→ **About this task**
Could you return each line below without altering a word?

Segment Start: Record extracts

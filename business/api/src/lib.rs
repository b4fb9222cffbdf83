pub mod api;
pub mod config;
pub mod database;
pub mod global;
pub mod store;

#[cfg(test)]
mod tests;
use tonic::Status;

pub const DEFAULT_LIMIT: i32 = 10;

fn check(page: i32, limit: i32) -> tonic::Result<()> {
	if page < 0 {
		return Err(Status::invalid_argument("page must not be negative"));
	}

	if limit < 0 {
		return Err(Status::invalid_argument("limit must not be negative"));
	}

	Ok(())
}

/// A normalized page request, page 0 is the first page and a zero limit
/// falls back to [`DEFAULT_LIMIT`].
#[derive(Debug, Clone, Copy, PartialEq, Eq)]
pub struct Page {
	pub page: i32,
	pub limit: i32,
}

impl Page {
	pub fn new(page: i32, limit: i32) -> tonic::Result<Self> {
		check(page, limit)?;

		Ok(Self {
			page: page.max(1),
			limit: if limit == 0 { DEFAULT_LIMIT } else { limit },
		})
	}

	pub fn offset(&self) -> i64 {
		(i64::from(self.page) - 1) * i64::from(self.limit)
	}
}

/// The `(limit, offset)` window of a raw data listing.
///
/// Unlike [`Page`] the offset uses the limit exactly as requested, so a page
/// with a zero limit always starts at the first row.
pub fn raw_window(page: i32, limit: i32) -> tonic::Result<(i64, i64)> {
	check(page, limit)?;

	let size = if limit > 0 { limit } else { DEFAULT_LIMIT };
	let offset = if page > 0 {
		(i64::from(page) - 1) * i64::from(limit)
	} else {
		0
	};

	Ok((i64::from(size), offset))
}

Segment End: Record extracts

→ **Answer to the problem**
filename business/api/src/lib.rs
repository b4fb9222cffbdf83
pub mod api;
pub mod config;
pub mod database;
pub mod global;
pub mod store;

#[cfg(test)]
mod tests;
use tonic::Status;

pub const DEFAULT_LIMIT: i32 = 10;

fn check(page: i32, limit: i32) -> tonic::Result<()> {
	if page < 0 {
		return Err(Status::invalid_argument("page must not be negative"));
	}

	if limit < 0 {
		return Err(Status::invalid_argument("limit must not be negative"));
	}

	Ok(())
}

/// A normalized page request, page 0 is the first page and a zero limit
/// falls back to [`DEFAULT_LIMIT`].
#[derive(Debug, Clone, Copy, PartialEq, Eq)]
pub struct Page {
	pub page: i32,
	pub limit: i32,
}

impl Page {
	pub fn new(page: i32, limit: i32) -> tonic::Result<Self> {
		check(page, limit)?;

		Ok(Self {
			page: page.max(1),
			limit: if limit == 0 { DEFAULT_LIMIT } else { limit },
		})
	}

	pub fn offset(&self) -> i64 {
		(i64::from(self.page) - 1) * i64::from(self.limit)
	}
}

/// The `(limit, offset)` window of a raw data listing.
///
/// Unlike [`Page`] the offset uses the limit exactly as requested, so a page
/// with a zero limit always starts at the first row.
pub fn raw_window(page: i32, limit: i32) -> tonic::Result<(i64, i64)> {
	check(page, limit)?;

	let size = if limit > 0 { limit } else { DEFAULT_LIMIT };
	let offset = if page > 0 {
		(i64::from(page) - 1) * i64::from(limit)
	} else {
		0
	};

	Ok((i64::from(size), offset))
}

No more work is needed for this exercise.